Exercise aim:
Find every line in the records below that holds the word "usize", and copy each one.
== Records supplied
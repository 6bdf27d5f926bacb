use crate::annotate::batch::GeneBatch;
use crate::kits::{KitContext, SearchContext};
use crate::tools::traits::{DomainHit, ProfileSearch};
use crate::Result;
use std::path::{Path, PathBuf};
use std::sync::Arc;

/// A pressed profile HMM database searched with every gene of a batch
pub struct ProfileDb {
    hmm: PathBuf,
    profile: Arc<dyn ProfileSearch>,
}

impl ProfileDb {
    /// Prepares (presses) the profiles up front so a broken database fails before any search
    pub fn new(hmm: &Path, ctx: &KitContext) -> Result<Self> {
        ctx.profile.prepare_profiles(hmm)?;
        Ok(Self {
            hmm: hmm.to_path_buf(),
            profile: Arc::clone(&ctx.profile),
        })
    }

    pub fn hmm(&self) -> &Path {
        &self.hmm
    }

    pub fn search(&self, batch: &GeneBatch, ctx: &SearchContext) -> Result<Vec<DomainHit>> {
        self.profile
            .search(&batch.faa, &self.hmm, &ctx.work_dir, ctx.threads)
    }
}
//! Database kits: one per reference database, each turning a gene batch into
//! namespaced annotation columns.

pub mod blast_style;
pub mod custom;
pub mod dbcan;
pub mod fegenie;
pub mod heme;
pub mod kofam;
pub mod methyl;
pub mod peptidase;
pub mod profile;
pub mod registry;
pub mod sets;

pub use registry::{KitDescriptor, KitRegistry};

use crate::annotate::batch::GeneBatch;
use crate::annotate::table::AnnotationTable;
use crate::core::config::{AnnotateSettings, FileEntry, KitsConfig};
use crate::tools::traits::{ProfileSearch, SequenceSearch};
use crate::Result;
use serde::{Deserialize, Serialize};
use std::collections::BTreeMap;
use std::path::{Path, PathBuf};
use std::sync::Arc;

pub const NO_CITATION: &str = "No citation available";

/// Everything a kit may read while it is being configured
pub struct KitContext<'a> {
    pub config: &'a KitsConfig,
    pub settings: &'a AnnotateSettings,
    pub search: Arc<dyn SequenceSearch>,
    pub profile: Arc<dyn ProfileSearch>,
    /// Run working directory; kits keep their own files under `<working_dir>/<kit>`
    pub working_dir: &'a Path,
}

impl KitContext<'_> {
    pub fn kit_dir(&self, kit: &str) -> PathBuf {
        self.working_dir.join(kit)
    }
}

/// Per-call search parameters, decided by the orchestrator
#[derive(Debug, Clone, PartialEq, Eq)]
pub struct SearchContext {
    pub threads: usize,
    /// Private to one (kit, batch) pair
    pub work_dir: PathBuf,
}

/// Record of how a kit was configured, stored with the run metadata
#[derive(Debug, Clone, Default, PartialEq, Serialize, Deserialize)]
pub struct KitSettings {
    pub search_type: String,
    #[serde(default)]
    pub files: BTreeMap<String, FileEntry>,
    #[serde(default)]
    pub params: BTreeMap<String, String>,
}

impl KitSettings {
    pub fn new(search_type: &str) -> Self {
        Self {
            search_type: search_type.to_string(),
            ..Self::default()
        }
    }

    pub fn with_files(mut self, files: BTreeMap<String, FileEntry>) -> Self {
        self.files = files;
        self
    }

    pub fn with_param(mut self, key: &str, value: impl ToString) -> Self {
        self.params.insert(key.to_string(), value.to_string());
        self
    }
}

/// A configured database kit.
///
/// Construction does all configuration (see [`KitDescriptor`]), so a kit
/// value is always ready to search. Search results are keyed by the batch's
/// local gene ids; the orchestrator adds the batch prefix.
pub trait DatabaseKit: Send + Sync {
    fn name(&self) -> &str;

    fn formal_name(&self) -> &str;

    fn citation(&self) -> &str {
        NO_CITATION
    }

    /// Upper bound on useful threads for this kit's search
    fn max_threads(&self) -> Option<usize> {
        None
    }

    /// Whether [`Self::get_ids`] yields identifiers
    fn can_get_ids(&self) -> bool {
        true
    }

    /// Genome summary form shipped with the database, if any
    fn genome_summary(&self) -> Option<&Path> {
        None
    }

    /// Annotate one gene batch
    fn search(&self, batch: &GeneBatch, ctx: &SearchContext) -> Result<AnnotationTable>;

    /// Extra description columns for the combined annotations of every batch
    fn get_descriptions(&self, _annotations: &AnnotationTable) -> Result<AnnotationTable> {
        tracing::debug!("{} adds no descriptions", self.name());
        Ok(AnnotationTable::new())
    }

    /// Database identifiers this kit assigned to one annotated gene
    fn get_ids(&self, annotations: &AnnotationTable, row: &str) -> Vec<String> {
        ids_in_cell(annotations, row, &format!("{}_id", self.name()), "; ")
    }

    fn settings(&self) -> KitSettings;
}

/// Split a cell into ids; absent columns and empty cells give nothing
pub fn ids_in_cell(annotations: &AnnotationTable, row: &str, column: &str, separator: &str) -> Vec<String> {
    if !annotations.has_column(column) {
        tracing::debug!("Expected {} in annotations but it was not found", column);
        return Vec::new();
    }
    annotations
        .get(row, column)
        .map(|cell| {
            cell.split(separator)
                .map(str::trim)
                .filter(|id| !id.is_empty())
                .map(str::to_string)
                .collect()
        })
        .unwrap_or_default()
}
====
Reply to the task:
    pub threads: usize,
    fn max_threads(&self) -> Option<usize> {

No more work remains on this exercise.